Give back the entries exactly, ending with the "the items are" line.

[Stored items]
-- Opening Marker --

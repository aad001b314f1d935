use crate::models::{Item, Slot};
use crate::services::slots::{self, SlotSummary};
use serde::Serialize;

/// A (trait id, rank) allocation from an `artifact=` or `crucible=` line
#[derive(Debug, Clone, Copy, PartialEq, Eq, Serialize)]
pub struct TraitRank {
    pub id: u32,
    pub rank: u32,
}

impl TraitRank {
    pub fn new(id: u32, rank: u32) -> Self {
        Self { id, rank }
    }
}

/// Everything recovered from one profile.
///
/// Built by [`ProfileParser`](crate::services::ProfileParser); the items are
/// later filled in place by [`Enricher`](crate::services::Enricher).
#[derive(Debug, Clone, Default, PartialEq, Eq, Serialize)]
pub struct CharacterInfo {
    pub class: String,
    pub name: String,
    pub level: u32,
    pub race: String,
    pub region: String,
    pub server: String,
    pub spec: String,
    pub professions: String,
    pub talents: Vec<u8>,
    pub artifact: Vec<TraitRank>,
    pub crucible: Vec<TraitRank>,
    pub items: Vec<Item>,
}

impl CharacterInfo {
    /// Items grouped for display; see [`slots::slot_summaries`]
    pub fn slots(&self) -> Vec<SlotSummary<'_>> {
        slots::slot_summaries(&self.items)
    }

    /// Items stored in `slot` or its paired counterpart; see [`slots::filter_by_slot`]
    pub fn filter_by_slot(&self, slot: Slot) -> Vec<&Item> {
        slots::filter_by_slot(&self.items, slot)
    }

    pub fn equipped_items(&self) -> impl Iterator<Item = &Item> {
        self.items.iter().filter(|i| i.equipped)
    }
}
// Run metrics module
//
// Lightweight counters for one parse + enrichment run

use std::sync::atomic::{AtomicU64, AtomicUsize, Ordering};
use std::time::{Duration, Instant};

/// Run metrics
///
/// Uses atomic operations so enrichment tasks can record results without locks.
/// Shared via `Arc` between the parser, the enricher and the binary, which logs
/// the summary once the report is written.
#[derive(Debug)]
pub struct Metrics {
    /// Non-blank profile lines seen
    lines_parsed: AtomicUsize,

    /// Profile lines that matched no known line kind
    lines_unrecognized: AtomicUsize,

    /// Items whose details were merged from the item API
    items_enriched: AtomicUsize,

    /// Items whose API response could not be decoded
    items_decode_failed: AtomicUsize,

    /// Sum of per-lookup wall time in milliseconds
    total_fetch_time_ms: AtomicU64,

    start_time: Instant,
}

impl Metrics {
    pub fn new() -> Self {
        Self {
            lines_parsed: AtomicUsize::new(0),
            lines_unrecognized: AtomicUsize::new(0),
            items_enriched: AtomicUsize::new(0),
            items_decode_failed: AtomicUsize::new(0),
            total_fetch_time_ms: AtomicU64::new(0),
            start_time: Instant::now(),
        }
    }

    pub fn record_line_parsed(&self) {
        self.lines_parsed.fetch_add(1, Ordering::Relaxed);
    }

    pub fn record_line_unrecognized(&self) {
        self.lines_unrecognized.fetch_add(1, Ordering::Relaxed);
    }

    pub fn record_item_enriched(&self) {
        self.items_enriched.fetch_add(1, Ordering::Relaxed);
    }

    pub fn record_item_decode_failed(&self) {
        self.items_decode_failed.fetch_add(1, Ordering::Relaxed);
    }

    /// Record wall time of a single lookup
    pub fn record_fetch_time(&self, duration: Duration) {
        self.total_fetch_time_ms
            .fetch_add(duration.as_millis() as u64, Ordering::Relaxed);
    }

    pub fn lines_parsed(&self) -> usize {
        self.lines_parsed.load(Ordering::Relaxed)
    }

    pub fn lines_unrecognized(&self) -> usize {
        self.lines_unrecognized.load(Ordering::Relaxed)
    }

    pub fn items_enriched(&self) -> usize {
        self.items_enriched.load(Ordering::Relaxed)
    }

    pub fn items_decode_failed(&self) -> usize {
        self.items_decode_failed.load(Ordering::Relaxed)
    }

    pub fn uptime(&self) -> Duration {
        self.start_time.elapsed()
    }

    /// Average lookup time in milliseconds over all attempted lookups
    pub fn avg_fetch_time_ms(&self) -> f64 {
        let total = self.total_fetch_time_ms.load(Ordering::Relaxed);
        let count = self.items_enriched() + self.items_decode_failed();
        if count > 0 {
            total as f64 / count as f64
        } else {
            0.0
        }
    }

    pub fn log_summary(&self) {
        tracing::info!("=== Run Metrics Summary ===");
        tracing::info!("Elapsed: {:.2}s", self.uptime().as_secs_f64());
        tracing::info!(
            "Lines: {} parsed, {} unrecognized",
            self.lines_parsed(),
            self.lines_unrecognized()
        );
        tracing::info!(
            "Items: {} enriched, {} undecodable (avg lookup: {:.2}ms)",
            self.items_enriched(),
            self.items_decode_failed(),
            self.avg_fetch_time_ms()
        );
    }
}

impl Default for Metrics {
    fn default() -> Self {
        Self::new()
    }
}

-- Closing Marker --

• ANSWER AREA
repository aad001b314f1d935
use crate::models::{Item, Slot};
use crate::services::slots::{self, SlotSummary};
use serde::Serialize;

/// A (trait id, rank) allocation from an `artifact=` or `crucible=` line
#[derive(Debug, Clone, Copy, PartialEq, Eq, Serialize)]
pub struct TraitRank {
    pub id: u32,
    pub rank: u32,
}

impl TraitRank {
    pub fn new(id: u32, rank: u32) -> Self {
        Self { id, rank }
    }
}

/// Everything recovered from one profile.
///
/// Built by [`ProfileParser`](crate::services::ProfileParser); the items are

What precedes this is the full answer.